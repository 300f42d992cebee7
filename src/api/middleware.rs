//! API Middleware (Rate Limiting, Logging)

use axum::{
    extract::{ConnectInfo, Request, State},
    http::{HeaderMap, StatusCode},
    middleware::Next,
    response::{IntoResponse, Response},
    Json,
};
use dashmap::DashMap;
use std::net::SocketAddr;
use std::sync::Arc;
use std::time::{Duration, Instant};
use tracing::{debug, info, warn};

use super::handlers::AppState;
use super::types::{ApiError, ApiResponse};

/// Rate limiter configuration
#[derive(Debug, Clone)]
pub struct RateLimitConfig {
    /// Requests per window
    pub requests_per_window: u32,
    /// Window duration
    pub window_duration: Duration,
}

impl RateLimitConfig {
    pub fn per_minute(requests: u32) -> Self {
        Self {
            requests_per_window: requests,
            window_duration: Duration::from_secs(60),
        }
    }
}

impl Default for RateLimitConfig {
    fn default() -> Self {
        Self::per_minute(crate::utils::constants::DEFAULT_RATE_LIMIT_PER_MIN)
    }
}

/// In-memory fixed-window rate limiter keyed by client
pub struct RateLimiter {
    /// Request counts per client key
    requests: DashMap<String, (u32, Instant)>,
    config: RateLimitConfig,
}

impl RateLimiter {
    pub fn new(config: RateLimitConfig) -> Self {
        Self {
            requests: DashMap::new(),
            config,
        }
    }

    /// Check if request is allowed, returns (allowed, remaining, reset_seconds)
    pub fn check(&self, key: &str) -> (bool, u32, u64) {
        let now = Instant::now();

        let mut entry = self.requests.entry(key.to_string()).or_insert((0, now));

        if now.duration_since(entry.1) > self.config.window_duration {
            entry.0 = 0;
            entry.1 = now;
        }

        let reset_secs = self
            .config
            .window_duration
            .saturating_sub(now.duration_since(entry.1))
            .as_secs();

        if entry.0 >= self.config.requests_per_window {
            return (false, 0, reset_secs);
        }

        entry.0 += 1;
        let remaining = self.config.requests_per_window - entry.0;
        (true, remaining, reset_secs)
    }

    /// Drop windows that ended long ago
    pub fn cleanup(&self) -> usize {
        let now = Instant::now();
        let before = self.requests.len();
        let window = self.config.window_duration;
        self.requests
            .retain(|_, (_, started)| now.duration_since(*started) < window * 2);
        before.saturating_sub(self.requests.len())
    }
}

impl Default for RateLimiter {
    fn default() -> Self {
        Self::new(RateLimitConfig::default())
    }
}

/// Client key: first forwarded hop, then `x-real-ip`, then the peer IP
fn client_key(headers: &HeaderMap, peer: Option<SocketAddr>) -> String {
    headers
        .get("x-forwarded-for")
        .and_then(|v| v.to_str().ok())
        .and_then(|v| v.split(',').next())
        .or_else(|| headers.get("x-real-ip").and_then(|v| v.to_str().ok()))
        .map(|s| s.trim().to_string())
        .filter(|s| !s.is_empty())
        .or_else(|| peer.map(|p| p.ip().to_string()))
        .unwrap_or_else(|| "unknown".to_string())
}

fn is_health(path: &str) -> bool {
    path == "/health" || path == "/v1/health"
}

/// Rate limiting middleware
pub async fn rate_limit_middleware(
    State(state): State<Arc<AppState>>,
    request: Request,
    next: Next,
) -> Response {
    if is_health(request.uri().path()) {
        return next.run(request).await;
    }

    let peer = request
        .extensions()
        .get::<ConnectInfo<SocketAddr>>()
        .map(|ConnectInfo(addr)| *addr);
    let rate_key = client_key(request.headers(), peer);
    let (allowed, remaining, reset) = state.limiter.check(&rate_key);

    if !allowed {
        warn!(key = %rate_key, reset_secs = reset, "⛔ Rate limit exceeded");
        let body = ApiResponse::error(ApiError::rate_limited(reset), 0.0);
        let mut response = (StatusCode::TOO_MANY_REQUESTS, Json(body)).into_response();
        response.headers_mut().insert("retry-after", reset.into());
        return response;
    }

    let mut response = next.run(request).await;

    let headers = response.headers_mut();
    headers.insert("x-ratelimit-remaining", remaining.into());
    headers.insert("x-ratelimit-reset", reset.into());

    response
}

/// Request logging middleware
pub async fn logging_middleware(request: Request, next: Next) -> Response {
    let start = Instant::now();
    let method = request.method().clone();
    let uri = request.uri().clone();

    let response = next.run(request).await;

    let latency = start.elapsed();
    let status = response.status();

    info!(
        method = %method,
        uri = %uri,
        status = %status.as_u16(),
        latency_ms = %latency.as_millis(),
        "Request completed"
    );

    response
}

/// Background sweep of expired cache entries and rate-limit windows
pub fn start_cleanup_task(state: Arc<AppState>, every: Duration) -> tokio::task::JoinHandle<()> {
    tokio::spawn(async move {
        let mut interval = tokio::time::interval(every);
        loop {
            interval.tick().await;
            let cached = state.cache.cleanup_expired();
            let windows = state.limiter.cleanup();
            if cached > 0 || windows > 0 {
                debug!("🧹 Cleanup: {} cache entries, {} rate-limit windows", cached, windows);
            }
        }
    })
}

---*---

- _Task to carry out_
Return exactly what appears above, from the first line of the entries to the line with "ended long ago", inclusive.

- _Exercise output_
repository 300f42d992cebee7
filename src/api/middleware.rs
//! API Middleware (Rate Limiting, Logging)

use axum::{
    extract::{ConnectInfo, Request, State},
    http::{HeaderMap, StatusCode},
    middleware::Next,
    response::{IntoResponse, Response},
    Json,
};
use dashmap::DashMap;
use std::net::SocketAddr;
use std::sync::Arc;
use std::time::{Duration, Instant};
use tracing::{debug, info, warn};

use super::handlers::AppState;
use super::types::{ApiError, ApiResponse};

/// Rate limiter configuration
#[derive(Debug, Clone)]
pub struct RateLimitConfig {
    /// Requests per window
    pub requests_per_window: u32,
    /// Window duration
    pub window_duration: Duration,
}

impl RateLimitConfig {
    pub fn per_minute(requests: u32) -> Self {
        Self {
            requests_per_window: requests,
            window_duration: Duration::from_secs(60),
        }
    }
}

impl Default for RateLimitConfig {
    fn default() -> Self {
        Self::per_minute(crate::utils::constants::DEFAULT_RATE_LIMIT_PER_MIN)
    }
}

/// In-memory fixed-window rate limiter keyed by client
pub struct RateLimiter {
    /// Request counts per client key
    requests: DashMap<String, (u32, Instant)>,
    config: RateLimitConfig,
}

impl RateLimiter {
    pub fn new(config: RateLimitConfig) -> Self {
        Self {
            requests: DashMap::new(),
            config,
        }
    }

    /// Check if request is allowed, returns (allowed, remaining, reset_seconds)
    pub fn check(&self, key: &str) -> (bool, u32, u64) {
        let now = Instant::now();

        let mut entry = self.requests.entry(key.to_string()).or_insert((0, now));

        if now.duration_since(entry.1) > self.config.window_duration {
            entry.0 = 0;
            entry.1 = now;
        }

        let reset_secs = self
            .config
            .window_duration
            .saturating_sub(now.duration_since(entry.1))
            .as_secs();

        if entry.0 >= self.config.requests_per_window {
            return (false, 0, reset_secs);
        }

        entry.0 += 1;
        let remaining = self.config.requests_per_window - entry.0;
        (true, remaining, reset_secs)
    }

    /// Drop windows that ended long ago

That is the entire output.